WHAT YOU ARE ASKED TO DO »
Among the records that follow, find each line holding the word "Duration" and copy it.

Saved data entries
• • • • • • •
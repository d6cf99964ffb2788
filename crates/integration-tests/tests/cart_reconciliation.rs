//! Cross-device cart behavior against the fake remote store.

use std::time::Duration;

use verdant_core::{CustomerId, Money, ProductId};

use verdant_integration_tests::{seedling_line, TestHarness};

#[tokio::test]
async fn test_remote_writes_stay_suppressed_until_reconciliation() {
    let harness = TestHarness::new();
    let cart = harness.cart();

    cart.add(seedling_line("basil", 400, 1));
    cart.add(seedling_line("mint", 200, 2));
    cart.update_quantity(&ProductId::new("mint"), 1);

    tokio::time::sleep(Duration::from_millis(30)).await;
    assert_eq!(harness.remote_cart.replace_calls(), 0);
}

#[tokio::test]
async fn test_reconcile_merges_and_adopts_remote_pricing() {
    let harness = TestHarness::new();
    harness.remote_cart.seed(
        "cust_1",
        vec![seedling_line("basil", 325, 1), seedling_line("thyme", 350, 1)],
    );

    let cart = harness.cart();
    cart.add(seedling_line("basil", 400, 3));
    cart.add(seedling_line("mint", 200, 1));

    cart.reconcile(CustomerId::new("cust_1")).await;

    let lines = cart.lines();
    assert_eq!(lines.len(), 3);
    // Remote lines first, remote price wins, max quantity wins.
    assert_eq!(lines[0].product_id, ProductId::new("basil"));
    assert_eq!(lines[0].unit_price, Money::from_cents(325));
    assert_eq!(lines[0].quantity, 3);
    assert_eq!(lines[1].product_id, ProductId::new("thyme"));
    // Local-only line appended after.
    assert_eq!(lines[2].product_id, ProductId::new("mint"));

    // Write-back persisted the merge immediately.
    let stored = harness.remote_cart.stored("cust_1");
    assert_eq!(stored, lines);
}

#[tokio::test]
async fn test_burst_after_reconcile_flushes_once() {
    let harness = TestHarness::new();
    let cart = harness.cart();
    cart.reconcile(CustomerId::new("cust_1")).await;
    let after_reconcile = harness.remote_cart.replace_calls();

    cart.add(seedling_line("basil", 400, 1));
    cart.add(seedling_line("mint", 200, 1));
    cart.update_quantity(&ProductId::new("basil"), 2);
    cart.remove(&ProductId::new("mint"));

    tokio::time::sleep(Duration::from_millis(50)).await;
    assert_eq!(harness.remote_cart.replace_calls(), after_reconcile + 1);

    let stored = harness.remote_cart.stored("cust_1");
    assert_eq!(stored.len(), 1);
    assert_eq!(stored[0].product_id, ProductId::new("basil"));
    assert_eq!(stored[0].quantity, 3);
}

#[tokio::test]
async fn test_reconcile_twice_is_idempotent() {
    let harness = TestHarness::new();
    harness
        .remote_cart
        .seed("cust_1", vec![seedling_line("basil", 325, 2)]);

    let cart = harness.cart();
    cart.add(seedling_line("basil", 400, 2));

    cart.reconcile(CustomerId::new("cust_1")).await;
    let first = cart.lines();
    cart.reconcile(CustomerId::new("cust_1")).await;
    assert_eq!(cart.lines(), first);
}

#[tokio::test]
async fn test_sign_out_stops_remote_flushes() {
    let harness = TestHarness::new();
    let cart = harness.cart();
    cart.reconcile(CustomerId::new("cust_1")).await;
    let after_reconcile = harness.remote_cart.replace_calls();

    cart.add(seedling_line("basil", 400, 1));
    cart.sign_out();

    tokio::time::sleep(Duration::from_millis(50)).await;
    // The in-flight debounced write was superseded by the sign-out.
    assert_eq!(harness.remote_cart.replace_calls(), after_reconcile);
    assert!(cart.is_empty());
}

#[tokio::test]
async fn test_anonymous_refresh_adopts_live_catalog_prices() {
    let harness = TestHarness::new();
    harness.catalog.insert("basil", 300, 10);

    let cart = harness.cart();
    cart.add(seedling_line("basil", 400, 2));
    cart.refresh_prices(harness.context.services().catalog.as_ref())
        .await;

    assert_eq!(cart.lines()[0].unit_price, Money::from_cents(300));
    assert_eq!(cart.subtotal(), Money::from_cents(600));
}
• • • • • • •
EXPECTED ANSWER »
use std::time::Duration;
    tokio::time::sleep(Duration::from_millis(30)).await;
    tokio::time::sleep(Duration::from_millis(50)).await;
    tokio::time::sleep(Duration::from_millis(50)).await;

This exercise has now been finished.